BUG: https://bugzilla.samba.org/show_bug.cgi?id=14611

Signed-off-by: Joseph Sutton <josephsutton@catalyst.net.nz>
Reviewed-by: Andreas Schneider <asn@samba.org>
Reviewed-by: Andrew Bartlett <abartlet@samba.org>
---
 source4/dsdb/common/util.c | 7 ++++++-
 1 file changed, 6 insertions(+), 1 deletion(-)

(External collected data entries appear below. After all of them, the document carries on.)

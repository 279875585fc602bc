// Copyright (c) 2026 ptdbg Authors.
//
// Licensed under the Apache License, Version 2.0 (the "License");
// you may not use this file except in compliance with the License.
// You may obtain a copy of the License at
//
//     http://www.apache.org/licenses/LICENSE-2.0
//
// Unless required by applicable law or agreed to in writing, software
// distributed under the License is distributed on an "AS IS" BASIS,
// WITHOUT WARRANTIES OR CONDITIONS OF ANY KIND, either express or implied.
// See the License for the specific language governing permissions and
// limitations under the License.

//! Traced-process primitives.
//!
//! [`Tracee`] is the seam between the debugger core and the operating system.
//! [`Inferior`] implements it with ptrace; every method other than `wait`
//! assumes the process is currently stopped.

use std::cell::Cell;
use std::ffi::CString;
use std::io::Read;
use std::os::unix::ffi::OsStrExt;
use std::path::{Path, PathBuf};

use log::{debug, info, trace, warn};
use nix::errno::Errno;
use nix::fcntl::OFlag;
use nix::sys::personality::{self, Persona};
use nix::sys::ptrace;
use nix::sys::signal::{self, Signal};
use nix::sys::wait::{waitpid, WaitStatus};
use nix::unistd::{execv, fork, pipe2, ForkResult, Pid};

use crate::error::{DebugError, Result};
use crate::memory::MemoryRegion;
use crate::registers::Registers;

/// Signal information read from a stopped tracee.
#[derive(Debug, Clone, Copy, PartialEq, Eq)]
pub struct SigInfo {
    pub signo: i32,
    pub code: i32,
    /// Faulting address for memory faults, zero otherwise.
    pub fault_addr: u64,
}

/// How the tracee changed state.
#[derive(Debug, Clone, Copy, PartialEq, Eq)]
pub enum WaitOutcome {
    Stopped(SigInfo),
    Exited(i32),
    Signaled(i32),
}

pub trait Tracee {
    fn pid(&self) -> Pid;
    fn registers(&self) -> Result<Registers>;
    fn set_registers(&self, regs: &Registers) -> Result<()>;
    fn read_word(&self, addr: u64) -> Result<u64>;
    fn write_word(&self, addr: u64, value: u64) -> Result<()>;
    /// Resume until the next signal. Does not wait.
    fn cont(&self) -> Result<()>;
    /// Execute one instruction. Does not wait.
    fn step(&self) -> Result<()>;
    /// Block until the tracee changes state.
    fn wait(&self) -> Result<WaitOutcome>;
    fn mappings(&self) -> Result<Vec<MemoryRegion>>;
}

#[derive(Debug, Clone, Copy, PartialEq, Eq)]
enum Origin {
    Launched,
    Attached,
}

/// A process traced through ptrace.
pub struct Inferior {
    pid: Pid,
    origin: Origin,
    gone: Cell<bool>,
}

#[derive(Debug, Clone)]
pub struct LaunchOptions {
    pub args: Vec<String>,
    pub disable_aslr: bool,
}

impl Default for LaunchOptions {
    fn default() -> Self {
        Self {
            args: Vec::new(),
            disable_aslr: true,
        }
    }
}

impl Inferior {
    /// Fork and exec `path` under ptrace. Returns once the exec stop has been
    /// consumed; the process is stopped at its first instruction.
    pub fn launch(path: &Path, opts: &LaunchOptions) -> Result<Self> {
        let launch_err = |source: Errno| DebugError::Launch {
            path: path.to_path_buf(),
            source,
        };
        // Everything the child needs is allocated before fork.
        let c_path = CString::new(path.as_os_str().as_bytes()).map_err(|_| launch_err(Errno::EINVAL))?;
        let mut argv = vec![c_path.clone()];
        for arg in &opts.args {
            argv.push(CString::new(arg.as_bytes()).map_err(|_| launch_err(Errno::EINVAL))?);
        }
        let (read_end, write_end) = pipe2(OFlag::O_CLOEXEC).map_err(launch_err)?;

        match unsafe { fork() }.map_err(launch_err)? {
            ForkResult::Child => {
                drop(read_end);
                if opts.disable_aslr {
                    if let Ok(persona) = personality::get() {
                        let _ = personality::set(persona | Persona::ADDR_NO_RANDOMIZE);
                    }
                }
                let errno = match ptrace::traceme() {
                    Err(e) => e,
                    Ok(()) => match execv(&c_path, &argv) {
                        Err(e) => e,
                        Ok(never) => match never {},
                    },
                };
                // The pipe is close-on-exec: the parent reads EOF on success and
                // the errno on failure.
                let _ = nix::unistd::write(&write_end, &(errno as i32).to_ne_bytes());
                unsafe { nix::libc::_exit(127) }
            }
            ForkResult::Parent { child } => {
                drop(write_end);
                let mut report = Vec::new();
                std::fs::File::from(read_end)
                    .read_to_end(&mut report)
                    .map_err(|e| launch_err(Errno::from_raw(e.raw_os_error().unwrap_or(0))))?;
                if report.len() >= 4 {
                    let raw = i32::from_ne_bytes([report[0], report[1], report[2], report[3]]);
                    let _ = waitpid(child, None);
                    return Err(launch_err(Errno::from_raw(raw)));
                }

                match waitpid(child, None).map_err(launch_err)? {
                    WaitStatus::Stopped(_, Signal::SIGTRAP) => {}
                    other => {
                        warn!("unexpected first stop of {}: {:?}", child, other);
                        return Err(launch_err(Errno::ECHILD));
                    }
                }
                info!("launched {} as pid {}", path.display(), child);
                Ok(Self {
                    pid: child,
                    origin: Origin::Launched,
                    gone: Cell::new(false),
                })
            }
        }
    }

    /// Attach to a running process and wait for it to stop.
    pub fn attach(pid: Pid) -> Result<Self> {
        ptrace::attach(pid).map_err(DebugError::io("PTRACE_ATTACH"))?;
        let inferior = Self {
            pid,
            origin: Origin::Attached,
            gone: Cell::new(false),
        };
        match inferior.wait()? {
            WaitOutcome::Stopped(_) => {}
            _ => return Err(DebugError::ProcessExited),
        }
        info!("attached to pid {}", pid);
        Ok(inferior)
    }

    /// Path of the executable image of `pid`.
    pub fn executable_of(pid: Pid) -> Result<PathBuf> {
        std::fs::read_link(format!("/proc/{}/exe", pid)).map_err(|e| DebugError::ProcessIo {
            op: "readlink /proc/<pid>/exe",
            source: Errno::from_raw(e.raw_os_error().unwrap_or(0)),
        })
    }
}

impl Tracee for Inferior {
    fn pid(&self) -> Pid {
        self.pid
    }

    fn registers(&self) -> Result<Registers> {
        let regs = ptrace::getregs(self.pid).map_err(DebugError::io("PTRACE_GETREGS"))?;
        Ok(Registers::from_raw(regs))
    }

    fn set_registers(&self, regs: &Registers) -> Result<()> {
        ptrace::setregs(self.pid, regs.raw()).map_err(DebugError::io("PTRACE_SETREGS"))
    }

    fn read_word(&self, addr: u64) -> Result<u64> {
        let word = ptrace::read(self.pid, addr as ptrace::AddressType)
            .map_err(DebugError::io("PTRACE_PEEKDATA"))?;
        trace!("peek {:#x} -> {:#018x}", addr, word as u64);
        Ok(word as u64)
    }

    fn write_word(&self, addr: u64, value: u64) -> Result<()> {
        trace!("poke {:#x} <- {:#018x}", addr, value);
        ptrace::write(self.pid, addr as ptrace::AddressType, value as nix::libc::c_long)
            .map_err(DebugError::io("PTRACE_POKEDATA"))
    }

    fn cont(&self) -> Result<()> {
        ptrace::cont(self.pid, None).map_err(DebugError::io("PTRACE_CONT"))
    }

    fn step(&self) -> Result<()> {
        ptrace::step(self.pid, None).map_err(DebugError::io("PTRACE_SINGLESTEP"))
    }

    fn wait(&self) -> Result<WaitOutcome> {
        let status = waitpid(self.pid, None).map_err(DebugError::io("waitpid"))?;
        trace!("waitpid: {:?}", status);
        match status {
            WaitStatus::Exited(_, code) => {
                self.gone.set(true);
                Ok(WaitOutcome::Exited(code))
            }
            WaitStatus::Signaled(_, sig, _) => {
                self.gone.set(true);
                Ok(WaitOutcome::Signaled(sig as i32))
            }
            _ => {
                let info = ptrace::getsiginfo(self.pid).map_err(DebugError::io("PTRACE_GETSIGINFO"))?;
                // SAFETY: si_addr is defined for every signal; it is only
                // meaningful for faults, and only read as a number.
                let fault_addr = unsafe { info.si_addr() } as u64;
                Ok(WaitOutcome::Stopped(SigInfo {
                    signo: info.si_signo,
                    code: info.si_code,
                    fault_addr,
                }))
            }
        }
    }

    fn mappings(&self) -> Result<Vec<MemoryRegion>> {
        let maps = proc_maps::get_process_maps(self.pid.as_raw()).map_err(|e| DebugError::ProcessIo {
            op: "read /proc/<pid>/maps",
            source: Errno::from_raw(e.raw_os_error().unwrap_or(0)),
        })?;
        Ok(maps
            .iter()
            .map(|m| {
                MemoryRegion::new(
                    m.filename().map(|p| p.to_string_lossy().into_owned()).unwrap_or_default(),
                    m.start() as u64,
                    m.size() as u64,
                    m.offset as u64,
                )
            })
            .collect())
    }
}

impl Drop for Inferior {
    fn drop(&mut self) {
        if self.gone.get() {
            return;
        }
        match self.origin {
            Origin::Launched => {
                debug!("killing pid {}", self.pid);
                let _ = signal::kill(self.pid, Signal::SIGKILL);
                let _ = waitpid(self.pid, None);
            }
            Origin::Attached => {
                debug!("detaching from pid {}", self.pid);
                let _ = ptrace::detach(self.pid, None);
            }
        }
    }
}


#[cfg(test)]
mod tests {
    use super::fake::FakeTracee;
    use super::*;
    use crate::signals::{TRAP_BRKPT, TRAP_TRACE};

    #[test]
    fn fake_traps_past_the_int3_byte() {
        let t = FakeTracee::new().with_flow(&[0x1000, 0x1004, 0x1008]);
        t.poke_bytes(0x1004, &[0xCC]);
        t.set_pc(0x1000);
        t.cont().unwrap();
        match t.wait().unwrap() {
            WaitOutcome::Stopped(info) => assert_eq!(info.code, TRAP_BRKPT),
            other => panic!("unexpected {:?}", other),
        }
        assert_eq!(t.pc(), 0x1005);
    }

    #[test]
    fn fake_single_step_reports_trace() {
        let t = FakeTracee::new().with_flow(&[0x1000, 0x1004]);
        t.set_pc(0x1000);
        t.step().unwrap();
        assert_eq!(
            t.wait().unwrap(),
            WaitOutcome::Stopped(SigInfo {
                signo: crate::signals::SIGTRAP,
                code: TRAP_TRACE,
                fault_addr: 0
            })
        );
        assert_eq!(t.pc(), 0x1004);
    }

    #[test]
    fn launching_a_missing_program_is_fatal() {
        let err = Inferior::launch(Path::new("/nonexistent/ptdbg-target"), &LaunchOptions::default());
        match err {
            // ENOENT from execv, or EPERM from traceme where ptrace is forbidden.
            Err(DebugError::Launch { source, .. }) => {
                assert!(matches!(source, Errno::ENOENT | Errno::EPERM), "{}", source)
            }
            Err(other) => panic!("unexpected error {}", other),
            Ok(_) => panic!("launch of a missing file succeeded"),
        }
    }
}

diff --git a/source4/dsdb/common/util.c b/source4/dsdb/common/util.c
index 451495fe4c5..aff31ac8651 100644
--- a/source4/dsdb/common/util.c
+++ b/source4/dsdb/common/util.c
@@ -2301,7 +2301,8 @@ int samdb_set_password_callback(struct ldb_request *req, struct ldb_reply *ares)
  * change failed.
  *
  * Results: NT_STATUS_OK, NT_STATUS_INVALID_PARAMETER, NT_STATUS_UNSUCCESSFUL,
- *   NT_STATUS_WRONG_PASSWORD, NT_STATUS_PASSWORD_RESTRICTION
+ *   NT_STATUS_WRONG_PASSWORD, NT_STATUS_PASSWORD_RESTRICTION,
+ *   NT_STATUS_ACCESS_DENIED, NT_STATUS_ACCOUNT_LOCKED_OUT, NT_STATUS_NO_MEMORY
  */
 static NTSTATUS samdb_set_password_internal(struct ldb_context *ldb, TALLOC_CTX *mem_ctx,
 			    struct ldb_dn *user_dn, struct ldb_dn *domain_dn,
@@ -2474,6 +2475,9 @@ static NTSTATUS samdb_set_password_internal(struct ldb_context *ldb, TALLOC_CTX
 			if (W_ERROR_EQUAL(werr, WERR_PASSWORD_RESTRICTION)) {
 				status = NT_STATUS_PASSWORD_RESTRICTION;
 			}
+			if (W_ERROR_EQUAL(werr, WERR_ACCOUNT_LOCKED_OUT)) {
+				status = NT_STATUS_ACCOUNT_LOCKED_OUT;
+			}
 		}
 	} else if (ret == LDB_ERR_NO_SUCH_OBJECT) {
 		/* don't let the caller know if an account doesn't exist */
@@ -2523,6 +2527,7 @@ NTSTATUS samdb_set_password(struct ldb_context *ldb, TALLOC_CTX *mem_ctx,
  * Results: NT_STATUS_OK, NT_STATUS_INTERNAL_DB_CORRUPTION,
  *   NT_STATUS_INVALID_PARAMETER, NT_STATUS_UNSUCCESSFUL,
  *   NT_STATUS_WRONG_PASSWORD, NT_STATUS_PASSWORD_RESTRICTION,
+ *   NT_STATUS_ACCESS_DENIED, NT_STATUS_ACCOUNT_LOCKED_OUT, NT_STATUS_NO_MEMORY
  *   NT_STATUS_TRANSACTION_ABORTED, NT_STATUS_NO_SUCH_USER
  */
 NTSTATUS samdb_set_password_sid(struct ldb_context *ldb, TALLOC_CTX *mem_ctx,
-- 
2.47.3